As I have already said, weather which in lower latitudes would promptly convert one into an icicle has little effect upon one who understands how to prepare for it. With hands and feet warmly protected, with winter underwear and wind-proof outer clothes one can comfortably and successfully "weather the weather!" It is no uncommon experience, however, to meet a man on the trail who sings out to you:

"I say, old fellow,—your nose is frozen!"

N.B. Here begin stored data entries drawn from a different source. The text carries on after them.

//! Override storage and resolution of the effective binding table.

use std::collections::BTreeMap;

use serde::{Deserialize, Serialize};
use tracing::debug;

use super::registry::{self, ActionId};
use super::types::{self, KeyBinding};

/// User overrides, keyed by action id string, valued by canonical binding string.
///
/// Serializes as a flat JSON object: `{"switchTab1": "meta+shift+1"}`.
#[derive(Clone, Debug, Default, PartialEq, Eq, Serialize, Deserialize)]
#[serde(transparent)]
pub struct ShortcutOverrides {
    overrides: BTreeMap<String, String>,
}

impl ShortcutOverrides {
    pub fn new() -> Self {
        Self::default()
    }

    /// Build from a raw persisted map, dropping ids that aren't in the action set.
    ///
    /// Unknown ids usually come from a config written by an older action set.
    /// Values are kept verbatim; unparseable ones fall back to the default at resolution.
    pub fn from_raw(raw: BTreeMap<String, String>) -> Self {
        let overrides = raw
            .into_iter()
            .filter(|(id, _)| match id.parse::<ActionId>() {
                Ok(_) => true,
                Err(e) => {
                    debug!(error = %e, "Discarding override for unknown action");
                    false
                }
            })
            .collect();
        Self { overrides }
    }

    /// Record a binding for `id`, or drop the entry if it equals the default.
    ///
    /// Returns `true` if the stored set changed.
    pub fn set(&mut self, id: ActionId, binding: &KeyBinding) -> bool {
        let canonical = types::serialize(binding);
        if canonical == types::serialize(registry::default_binding(id)) {
            return self.overrides.remove(id.as_str()).is_some();
        }
        match self.overrides.insert(id.as_str().to_string(), canonical.clone()) {
            Some(previous) => previous != canonical,
            None => true,
        }
    }

    /// Remove the override for `id`. Returns `true` if one existed.
    pub fn remove(&mut self, id: ActionId) -> bool {
        self.overrides.remove(id.as_str()).is_some()
    }

    pub fn clear(&mut self) {
        self.overrides.clear();
    }

    pub fn get(&self, id: ActionId) -> Option<&str> {
        self.overrides.get(id.as_str()).map(String::as_str)
    }

    /// Whether `id` has a stored customization.
    pub fn has_override(&self, id: ActionId) -> bool {
        self.overrides.contains_key(id.as_str())
    }

    pub fn len(&self) -> usize {
        self.overrides.len()
    }

    pub fn is_empty(&self) -> bool {
        self.overrides.is_empty()
    }

    pub fn iter(&self) -> impl Iterator<Item = (&str, &str)> {
        self.overrides
            .iter()
            .map(|(id, binding)| (id.as_str(), binding.as_str()))
    }

    pub fn as_map(&self) -> &BTreeMap<String, String> {
        &self.overrides
    }
}

/// Effective binding for every action. Total over [`ActionId::ALL`].
#[derive(Clone, Debug, PartialEq, Eq)]
pub struct ResolvedTable {
    bindings: Vec<KeyBinding>,
}

impl ResolvedTable {
    pub fn get(&self, id: ActionId) -> &KeyBinding {
        &self.bindings[id.index()]
    }

    /// `(action, binding)` pairs in registry order.
    pub fn iter(&self) -> impl Iterator<Item = (ActionId, &KeyBinding)> {
        ActionId::ALL.into_iter().zip(self.bindings.iter())
    }

    pub fn len(&self) -> usize {
        self.bindings.len()
    }

    pub fn is_empty(&self) -> bool {
        self.bindings.is_empty()
    }
}

/// Merge overrides over the defaults.
///
/// Overrides that fail to parse fall back to the default binding.
pub fn resolve(overrides: &ShortcutOverrides) -> ResolvedTable {
    let bindings = ActionId::ALL
        .into_iter()
        .map(|id| {
            overrides
                .get(id)
                .and_then(|raw| match types::parse(raw) {
                    Ok(binding) => Some(binding),
                    Err(e) => {
                        debug!(
                            action = %id,
                            binding = raw,
                            error = %e,
                            "Ignoring invalid override"
                        );
                        None
                    }
                })
                .unwrap_or_else(|| registry::default_binding(id).clone())
        })
        .collect();
    ResolvedTable { bindings }
}

#[cfg(test)]
mod tests {
    use super::*;
    use crate::shortcuts::types::parse;

    #[test]
    fn empty_overrides_resolve_to_defaults() {
        let table = resolve(&ShortcutOverrides::new());
        assert_eq!(table.len(), ActionId::COUNT);
        for (id, binding) in table.iter() {
            assert_eq!(binding, registry::default_binding(id), "{id}");
        }
    }

    #[test]
    fn valid_override_wins() {
        let mut overrides = ShortcutOverrides::new();
        overrides.set(ActionId::NewTab, &parse("meta+alt+n").unwrap());

        let table = resolve(&overrides);
        assert_eq!(table.get(ActionId::NewTab).to_canonical_string(), "meta+alt+n");
        assert_eq!(table.get(ActionId::CloseTab), registry::default_binding(ActionId::CloseTab));
    }

    #[test]
    fn invalid_override_falls_back_to_default() {
        let mut raw = BTreeMap::new();
        raw.insert("newTab".to_string(), "hyper+n".to_string());
        raw.insert("closeTab".to_string(), "w".to_string());
        let overrides = ShortcutOverrides::from_raw(raw);

        let table = resolve(&overrides);
        assert_eq!(table.get(ActionId::NewTab), registry::default_binding(ActionId::NewTab));
        assert_eq!(table.get(ActionId::CloseTab), registry::default_binding(ActionId::CloseTab));
    }

    #[test]
    fn setting_default_collapses_the_override() {
        let mut overrides = ShortcutOverrides::new();
        overrides.set(ActionId::ToggleSidebar, &parse("meta+shift+b").unwrap());
        assert!(overrides.has_override(ActionId::ToggleSidebar));

        let default = registry::default_binding(ActionId::ToggleSidebar).clone();
        assert!(overrides.set(ActionId::ToggleSidebar, &default));
        assert!(!overrides.has_override(ActionId::ToggleSidebar));
        assert!(overrides.is_empty());
        assert_eq!(resolve(&overrides).get(ActionId::ToggleSidebar), &default);
    }

    #[test]
    fn setting_default_without_override_is_a_no_op() {
        let mut overrides = ShortcutOverrides::new();
        let default = registry::default_binding(ActionId::FocusSearch).clone();
        assert!(!overrides.set(ActionId::FocusSearch, &default));
        assert!(overrides.is_empty());
    }

    #[test]
    fn set_reports_unchanged_value() {
        let mut overrides = ShortcutOverrides::new();
        let binding = parse("alt+shift+f").unwrap();
        assert!(overrides.set(ActionId::FocusSearch, &binding));
        assert!(!overrides.set(ActionId::FocusSearch, &binding));
    }

    #[test]
    fn unknown_ids_are_discarded_on_load() {
        let mut raw = BTreeMap::new();
        raw.insert("openLegacyPanel".to_string(), "meta+l".to_string());
        raw.insert("nextTab".to_string(), "ctrl+tab".to_string());

        let overrides = ShortcutOverrides::from_raw(raw);
        assert_eq!(overrides.len(), 1);
        assert_eq!(overrides.get(ActionId::NextTab), Some("ctrl+tab"));
    }

    #[test]
    fn serializes_as_flat_object() {
        let mut overrides = ShortcutOverrides::new();
        overrides.set(ActionId::SwitchTab1, &parse("shift+meta+1").unwrap());
        let json = serde_json::to_string(&overrides).unwrap();
        assert_eq!(json, r#"{"switchTab1":"meta+shift+1"}"#);
    }
}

"Thanks!" you respond. "So is yours!"Each will then blissfully apply a little snow to the disabled member and proceed on his way. But there is one other thing which should be rigorously guarded against as it is a painful and distressing experience. This is snow-blindness. The glare on the snow causes the film of the eye to become a water blister, which takes three or four days to heal. One of my most poignant recollections is a three days' siege of snow-blindness, during which I lay helpless in a hut while an old squaw put wet tea leaves on my eyes. Never again!

I have heard that from the fighting men of the allied armies now in Europe have come back some exquisite verse,—such verse as one could not reasonably expect from men of their youth and previous environment. The same may be said of much of the verse of Alaska. The poems of Service and Dunham are well known. But alas, the bulk of the others never saw the light of day in print!

As has been said, however, Alaska is a land of contrasts. Not every one gets the same impression of the same thing! To prove it I quote a poem written by one of the many who did not find in Alaska just what they came to seek. The writer of the verses below was the steward on the Susie,—one of the boats which plied the Yukon during the gold rush. Evidently his claim proved worthless, or something else went wrong. For he has thus expressed himself:

AN IMPRESSION OF ALASKA

I am convinced that the Alaskans, whether they realize it or not, are poetic and imaginative. All over the country one finds the quaintest of names that have been bestowed upon the various localities by some follower of the trail, prospector, or other traveler. In one's journeyings he will come upon settlements bearing such names as Sunset, Paystreak, Anchorage and Fortymile. There are also the "Isles of God's Mercy" where Henry Hudson found shelter on his last voyage, "Anxiety Point" and "Return Reef" of Sir John Franklin, that Sir Galahad of explorers whose Eskimo name means "the man who does not molest our women." In Bank's Land is "Mercy Bay" and there is also the "Thank God" harbor so named by poor Hall on the Polaris.

So, if one could but gather them together, the poems and songs and pretty names of Alaska, each a part of her real history, it might make a column about three miles long, but—it would be mighty interesting reading!

One has but to glance at the map to see the similarity of the Alaskan coast to that of Norway. Will not the day come when her fiords and mountains, her Northern Lights and Midnight Sun will be as famed in song and story as those of Norway? Surely it will!